It was my understanding that volume traditionally refers to sets x reps x load. I recall people claiming that volume is the main driver of gainzzz., in that increasing volume is the most effective way to elicit more muscular hypertrophy (provided you don’t go beyond the peak of the inverted U). However, I have also heard that the number of hard sets is the main driver of muscular hypertrophy.
While there is much overlap between these two concepts (adding hard sets also adds volume) there are some important distinctions. The “hard sets hypothesis” indicates that the # of reps in a set is irrelevant for muscular hypertrophy. Therefore, I can just do hard singles and get the same hypertrophy response. I think this is untrue but I don’t know why.
Similarly, the “volume hypothesis” indicates that I could increase my rate of muscular hypertrophy by lowering intensity and adding 3 reps to my sets. I think this is probable but maybe only because it is a novel stimulus in other words I could illicit a similar response by increasing intensity and taking 3 reps from my sets (which would decrease volume).
Is it really a combination of the two, meaning that volume and the number of hard sets are the two main drivers of gainzzz. I think that makes the most sense to me. That would indicate that the most important way to manipulate volume is through the number of hard sets. Also, that with a given number of hard sets 10s induce more muscular hypertrophy than singles, but I think there is lots of evidence against this idea.
Is that incorrect?
How confident can we be in any claims about what programming variables are more important than others (reps vs sets vs load) in providing a hypertrophy response?
thanks in advance to anyone who takes the time to respond.
P.s.
links to evidence and further reading are greatly appreciated!
Thanks for the post. I think that you’ll need to ask a more specific question, as a thorough response to what you wrote here would be at least 5,000 words. That said, here’s my take on it based on current evidence:
I think that our underlying premise should be that people respond to training uniquely and that it’s hard to draw very hard lines in the sand about what approaches are best if/when the methods are similar (e.g. 2 reps in reserve vs 4 reps in reserve).
Training status and exercise selection also need to be included in the context when discussing the “best” intensity/volume/fatigue balance. More trained individuals and compound movements get achieve very high levels of motor unit recruitment early on in nearly any intensity movement, e.g. at 50% of 1RM and this doesn’t necessarily increase with load or when going to failure. Conversely, with isolation movements motor unit recruitment appears to follow a more traditional view where going closer to failure probably makes more sense. Consider the fatigue differences between going to failure on compound vs isolation movements too.
Most muscle growth occurs at a tolerable level of volume/fatigue/intensity meaning that significant increases may not actually produce growth in the short term until the individual is capable of tolerating them, e.g. doesn’t become very sore after them as one non-specific (and admittedly less reliable) indicator.
I think much of the folks who are hard-up on “effective reps” should take a more moderate approach.
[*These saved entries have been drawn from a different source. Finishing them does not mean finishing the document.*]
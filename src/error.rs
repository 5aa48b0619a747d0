//! Error types for redink pipeline operations.
//!
//! Defines error types for the major subsystems:
//! - Submission validation
//! - Provider gateway calls
//! - Raw response normalization
//!
//! Storage, queue and worker pool errors live next to their owning types
//! (`store::StoreError`, `scheduler::QueueError`, `scheduler::PoolError`).

use std::time::Duration;

use thiserror::Error;

/// Errors raised synchronously by submission intake.
///
/// Nothing in this enum is retried: the caller fixes the input or the
/// submission never happened.
#[derive(Debug, Error)]
pub enum SubmitError {
    #[error("Essay content must not be empty")]
    EmptyContent,

    #[error("Essay title must not be empty")]
    EmptyTitle,

    #[error("Essay title too long: {len} characters (maximum {max})")]
    TitleTooLong { len: usize, max: usize },

    #[error("Unknown source type '{0}': expected one of text, upload, paste, api")]
    InvalidSourceType(String),
}

/// Errors that can occur when calling a grading provider.
#[derive(Debug, Error)]
pub enum ProviderError {
    /// The call exceeded its wall-clock budget.
    #[error("Provider call timed out after {0:?}")]
    Timeout(Duration),

    /// The provider rejected the request due to rate limiting.
    #[error("Rate limited: {0}")]
    RateLimited(String),

    /// Authentication or authorization failed. Never retried.
    #[error("Provider authentication failed: {0}")]
    Auth(String),

    /// The provider returned a non-success HTTP status.
    #[error("Provider API error ({code}): {message}")]
    Api { code: u16, message: String },

    /// The HTTP request itself failed (connection, DNS, TLS).
    #[error("Provider request failed: {0}")]
    RequestFailed(String),

    /// The provider answered but the body was not usable JSON.
    #[error("Malformed provider response: {0}")]
    MalformedResponse(String),
}

impl ProviderError {
    /// Returns whether the error is transient and worth retrying.
    ///
    /// Timeouts, rate limits, connection failures and 5xx responses are
    /// transient. Auth failures, client errors and unparseable responses
    /// are not: retrying them burns attempts without changing the outcome.
    pub fn is_transient(&self) -> bool {
        match self {
            ProviderError::Timeout(_) => true,
            ProviderError::RateLimited(_) => true,
            ProviderError::RequestFailed(_) => true,
            ProviderError::Api { code, .. } => *code >= 500 || *code == 429,
            ProviderError::Auth(_) => false,
            ProviderError::MalformedResponse(_) => false,
        }
    }
}

/// Errors that can occur while normalizing a raw provider response.
#[derive(Debug, Error)]
pub enum NormalizeError {
    /// The raw payload was not a JSON object.
    #[error("Provider '{0}' returned a non-object payload")]
    NotAnObject(String),

    /// A required canonical field was absent under every declared alias.
    #[error("Required field '{field}' missing from '{provider}' response under all aliases")]
    MissingRequiredField { field: String, provider: String },

    /// A required score was present but could not be coerced to a number,
    /// or fell outside the accepted range.
    #[error("Invalid score for '{field}': {value}")]
    InvalidScore { field: String, value: String },

    /// An alias table definition was malformed.
    #[error("Invalid alias table for provider '{provider}': {message}")]
    InvalidAliasTable { provider: String, message: String },
}

#[cfg(test)]
mod tests {
    use super::*;

    #[test]
    fn test_provider_error_transient_classification() {
        assert!(ProviderError::Timeout(Duration::from_secs(60)).is_transient());
        assert!(ProviderError::RateLimited("slow down".into()).is_transient());
        assert!(ProviderError::RequestFailed("connection refused".into()).is_transient());
        assert!(ProviderError::Api {
            code: 503,
            message: "unavailable".into()
        }
        .is_transient());
        assert!(ProviderError::Api {
            code: 429,
            message: "too many requests".into()
        }
        .is_transient());

        assert!(!ProviderError::Auth("bad key".into()).is_transient());
        assert!(!ProviderError::Api {
            code: 400,
            message: "bad request".into()
        }
        .is_transient());
        assert!(!ProviderError::MalformedResponse("not json".into()).is_transient());
    }

    #[test]
    fn test_submit_error_display() {
        let err = SubmitError::InvalidSourceType("carrier-pigeon".to_string());
        assert!(err.to_string().contains("carrier-pigeon"));

        let err = SubmitError::TitleTooLong { len: 300, max: 256 };
        assert!(err.to_string().contains("300"));
        assert!(err.to_string().contains("256"));
    }

    #[test]
    fn test_normalize_error_display() {
        let err = NormalizeError::MissingRequiredField {
            field: "scores.total".to_string(),
            provider: "deepseek".to_string(),
        };
        assert!(err.to_string().contains("scores.total"));
        assert!(err.to_string().contains("deepseek"));
    }
}
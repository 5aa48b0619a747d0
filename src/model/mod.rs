//! Core domain types for the correction pipeline.
//!
//! - `Essay`: a submitted essay and its status lifecycle
//! - `Correction`: one grading attempt, owned by an essay
//! - `CanonicalResult`: the provider-independent scoring/analysis schema

pub mod canonical;
pub mod correction;
pub mod essay;

pub use canonical::{
    Analyses, CanonicalResult, DimensionComments, ErrorCorrection, ResultMeta, Scores,
};
pub use correction::{Correction, CorrectionKind, CorrectionStatus};
pub use essay::{Essay, EssayStatus, SourceType};
//! Command-line interface for redink.
//!
//! Provides commands for running the worker pool, submitting essays,
//! querying status, and operating the queue.

mod commands;

pub use commands::{parse_cli, run, run_with_cli, Cli, Commands};
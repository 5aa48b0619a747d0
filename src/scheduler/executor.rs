//! Correction job execution.
//!
//! The executor owns the per-job pipeline: preflight the job against the
//! essay's current state, claim the essay, call the provider gateway,
//! normalize the response, and commit or fail through the store. Every step
//! is guarded so that duplicate deliveries and stale generations fall out as
//! harmless discards.

use std::sync::Arc;
use std::time::Duration;

use thiserror::Error;
use tracing::{debug, info, warn};
use uuid::Uuid;

use crate::error::ProviderError;
use crate::gateway::{CorrectionRequest, ProviderGateway};
use crate::model::EssayStatus;
use crate::normalize::{normalize, AliasTable};
use crate::notify::StatusNotifier;
use crate::store::{EssayStore, StoreError};

use super::job::CorrectionJob;
use super::queue::{JobQueue, QueueError};

/// Errors from the dispatch layer (store or queue plumbing, not grading
/// outcomes, which are modeled as `JobOutcome`).
#[derive(Debug, Error)]
pub enum DispatchError {
    /// Store operation failed.
    #[error("Store error: {0}")]
    Store(#[from] StoreError),

    /// Queue operation failed.
    #[error("Queue error: {0}")]
    Queue(#[from] QueueError),
}

/// What a job should do, decided before any state is touched.
#[derive(Debug, Clone, Copy, PartialEq, Eq)]
pub enum JobDisposition {
    /// Essay is pending and the job carries the live generation: proceed.
    Run,
    /// Essay already reached a terminal state: redelivery no-op.
    AlreadyFinal,
    /// Job's generation was invalidated, or another worker holds the claim.
    Stale,
}

/// Final disposition of one processed job.
#[derive(Debug, Clone, Copy, PartialEq, Eq)]
pub enum JobOutcome {
    /// Result committed; essay completed.
    Completed,
    /// Essay failed terminally.
    Failed,
    /// Job was a duplicate or stale and touched nothing.
    Discarded,
    /// Transient failure; a follow-up job was scheduled.
    Requeued,
}

/// Classifies a job against the essay's current state.
///
/// Pure function: the actual claim still happens through a guarded update,
/// this only avoids pointless claims and gives duplicate deliveries a
/// precise name in the logs.
pub fn preflight(status: EssayStatus, essay_task_id: Uuid, job_task_id: Uuid) -> JobDisposition {
    if status.is_terminal() {
        return JobDisposition::AlreadyFinal;
    }
    if essay_task_id != job_task_id {
        return JobDisposition::Stale;
    }
    match status {
        EssayStatus::Pending => JobDisposition::Run,
        // Same generation but already claimed: a duplicate delivery.
        // A crashed claim is repaired by the sweep, not by redelivery.
        _ => JobDisposition::Stale,
    }
}

/// Whether a failed provider call earns a task-level retry.
///
/// Only transient errors are worth another attempt; an auth rejection or a
/// malformed response comes back identical on retry, so those fail the essay
/// immediately instead of burning the attempt budget.
pub fn should_schedule_retry(err: &ProviderError, job: &CorrectionJob) -> bool {
    err.is_transient() && job.should_retry()
}

/// Executes correction jobs end to end.
pub struct CorrectionExecutor {
    store: Arc<EssayStore>,
    gateway: Arc<ProviderGateway>,
    queue: Arc<JobQueue>,
    notifier: Arc<dyn StatusNotifier>,
    default_grade: String,
    retry_delay: Duration,
}

impl CorrectionExecutor {
    /// Creates a new executor.
    pub fn new(
        store: Arc<EssayStore>,
        gateway: Arc<ProviderGateway>,
        queue: Arc<JobQueue>,
        notifier: Arc<dyn StatusNotifier>,
        default_grade: impl Into<String>,
        retry_delay: Duration,
    ) -> Self {
        Self {
            store,
            gateway,
            queue,
            notifier,
            default_grade: default_grade.into(),
            retry_delay,
        }
    }

    /// Processes one job to a final outcome.
    ///
    /// Grading failures are outcomes, not errors; `Err` means the store or
    /// queue itself is unavailable and the caller should requeue the job
    /// wholesale.
    pub async fn execute(&self, job: &CorrectionJob) -> Result<JobOutcome, DispatchError> {
        let essay = match self.store.get_essay(job.essay_id).await? {
            Some(essay) => essay,
            None => {
                warn!(
                    job_id = %job.id,
                    essay_id = %job.essay_id,
                    "Job references an unknown essay, discarding"
                );
                return Ok(JobOutcome::Discarded);
            }
        };

        match preflight(essay.status, essay.task_id, job.task_id) {
            JobDisposition::Run => {}
            disposition => {
                debug!(
                    job_id = %job.id,
                    essay_id = %essay.id,
                    status = %essay.status,
                    disposition = ?disposition,
                    "Discarding non-actionable job"
                );
                return Ok(JobOutcome::Discarded);
            }
        }

        // The claim itself. Losing it means another worker (or a newer
        // generation) got there first.
        if !self.store.begin_correcting(essay.id, job.task_id).await? {
            debug!(job_id = %job.id, essay_id = %essay.id, "Lost the claim race, discarding");
            return Ok(JobOutcome::Discarded);
        }
        self.notifier
            .status_changed(essay.id, EssayStatus::Correcting, None)
            .await;

        let correction = self
            .store
            .create_correction(essay.id, job.attempt as i32)
            .await?;

        let request = CorrectionRequest {
            text: essay.content.clone(),
            title: essay.title.clone(),
            grade: self.default_grade.clone(),
        };

        match self.gateway.correct(&request).await {
            Ok(raw) => {
                let table = AliasTable::for_provider(&raw.provider);
                match normalize(&raw, &table) {
                    Ok(result) => {
                        match self
                            .store
                            .commit_completed(essay.id, correction.id, job.task_id, &result)
                            .await
                        {
                            Ok(()) => {
                                info!(
                                    essay_id = %essay.id,
                                    correction_id = %correction.id,
                                    provider = %raw.provider,
                                    score = result.scores.total,
                                    synthetic = raw.synthetic,
                                    latency_ms = raw.latency_ms,
                                    "Correction committed"
                                );
                                self.notifier
                                    .status_changed(essay.id, EssayStatus::Completed, None)
                                    .await;
                                Ok(JobOutcome::Completed)
                            }
                            Err(StoreError::ConsistencyViolation { reason, .. }) => {
                                warn!(
                                    essay_id = %essay.id,
                                    correction_id = %correction.id,
                                    reason = %reason,
                                    "Commit rejected, discarding result"
                                );
                                self.store
                                    .fail_correction_row(correction.id, &reason)
                                    .await?;
                                Ok(JobOutcome::Discarded)
                            }
                            Err(e) => Err(e.into()),
                        }
                    }
                    // A payload the alias table cannot make sense of will
                    // not improve on retry; fail terminally.
                    Err(norm_err) => {
                        let message = format!("Normalization failed: {}", norm_err);
                        warn!(
                            essay_id = %essay.id,
                            correction_id = %correction.id,
                            provider = %raw.provider,
                            error = %norm_err,
                            "Unusable provider payload"
                        );
                        if self
                            .store
                            .mark_failed(essay.id, correction.id, &message)
                            .await?
                        {
                            self.notifier
                                .status_changed(essay.id, EssayStatus::Failed, Some(&message))
                                .await;
                        }
                        Ok(JobOutcome::Failed)
                    }
                }
            }
            Err(provider_err) => {
                let message = format!("Provider call failed: {}", provider_err);

                if should_schedule_retry(&provider_err, job) {
                    self.store
                        .fail_correction_row(correction.id, &message)
                        .await?;

                    let new_task_id = Uuid::new_v4();
                    if self
                        .store
                        .requeue_for_retry(essay.id, job.task_id, new_task_id)
                        .await?
                    {
                        self.notifier
                            .status_changed(essay.id, EssayStatus::Pending, None)
                            .await;
                        let next = job.next_attempt(new_task_id);
                        self.queue.enqueue_delayed(&next, self.retry_delay).await?;
                        warn!(
                            essay_id = %essay.id,
                            attempt = job.attempt,
                            remaining = job.remaining_attempts(),
                            delay_secs = self.retry_delay.as_secs(),
                            error = %provider_err,
                            "Correction attempt failed, retry scheduled"
                        );
                        Ok(JobOutcome::Requeued)
                    } else {
                        // State moved under us between claim and reset.
                        debug!(essay_id = %essay.id, "Retry reset lost its guard, discarding");
                        Ok(JobOutcome::Discarded)
                    }
                } else {
                    if self
                        .store
                        .mark_failed(essay.id, correction.id, &message)
                        .await?
                    {
                        self.notifier
                            .status_changed(essay.id, EssayStatus::Failed, Some(&message))
                            .await;
                    }
                    warn!(
                        essay_id = %essay.id,
                        attempts = job.attempt,
                        transient = provider_err.is_transient(),
                        error = %provider_err,
                        "No retry for this failure, essay failed"
                    );
                    Ok(JobOutcome::Failed)
                }
            }
        }
    }
}
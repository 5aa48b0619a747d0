//! PostgreSQL store: the status state machine and consistency guard.
//!
//! All authoritative pipeline state lives here. Workers coordinate
//! exclusively through guarded compare-and-swap updates on `essays.status`
//! and through `commit_completed`, whose `SELECT ... FOR UPDATE` on the
//! essay row is the per-essay serialization point. There is no in-process
//! shared state: workers may run on different hosts.

use chrono::{DateTime, Duration as ChronoDuration, Utc};
use sqlx::postgres::PgPoolOptions;
use sqlx::{PgPool, Row};
use thiserror::Error;
use uuid::Uuid;

use crate::model::{
    CanonicalResult, Correction, CorrectionKind, CorrectionStatus, Essay, EssayStatus, SourceType,
};

use super::migrations::{MigrationError, MigrationRunner};

/// Errors that can occur during store operations.
#[derive(Debug, Error)]
pub enum StoreError {
    /// Connection to the database failed.
    #[error("Connection failed: {0}")]
    ConnectionFailed(String),

    /// Query execution failed.
    #[error("Query failed: {0}")]
    Query(#[from] sqlx::Error),

    /// Record not found.
    #[error("Record not found: {0}")]
    NotFound(String),

    /// Serialization/deserialization error.
    #[error("Serialization error: {0}")]
    Serialization(#[from] serde_json::Error),

    /// A stored value could not be decoded into a domain type.
    #[error("Corrupt row: {0}")]
    Corrupt(String),

    /// Two commits raced for one essay; the losing commit is rejected,
    /// never merged.
    #[error("Consistency violation for essay {essay_id}: {reason}")]
    ConsistencyViolation { essay_id: Uuid, reason: String },

    /// Migration error.
    #[error("Migration error: {0}")]
    Migration(#[from] MigrationError),
}

/// Status report returned to the web layer.
#[derive(Debug, Clone)]
pub struct StatusReport {
    pub essay_id: Uuid,
    pub status: EssayStatus,
    pub score: Option<f64>,
    pub result: Option<CanonicalResult>,
    pub error: Option<String>,
}

/// PostgreSQL-backed essay/correction store.
pub struct EssayStore {
    pool: PgPool,
}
Overall, I think most compound work should be done in the 1-4 RIR range depending on the individual. Adding volume here makes sense for driving up the stress when needed. Additionally, I think we can make a case for training isolation movements closer to failure, e.g. 0-2 RIR depending on the individual. Again, adding volume here makes sense for driving up hypertrophy stimuli.
Recommending people regularly go to failure on compound lifts seems like a poor strategy given the additional fatigue generated without concomitant adaptations (even when volume is lower, to a point- e.g. 6RM vs. 10 @ RPE 8) in trained and untrained lifters. We’d rather have a more proportional fatigue-adaptation relationship. From a hypertrophy perspective, this can be attained by increasing volume without going to failure on compound lifts. From a strength perspective, this can be attained by adding volume in the intensity range(s) specific to the desired goal.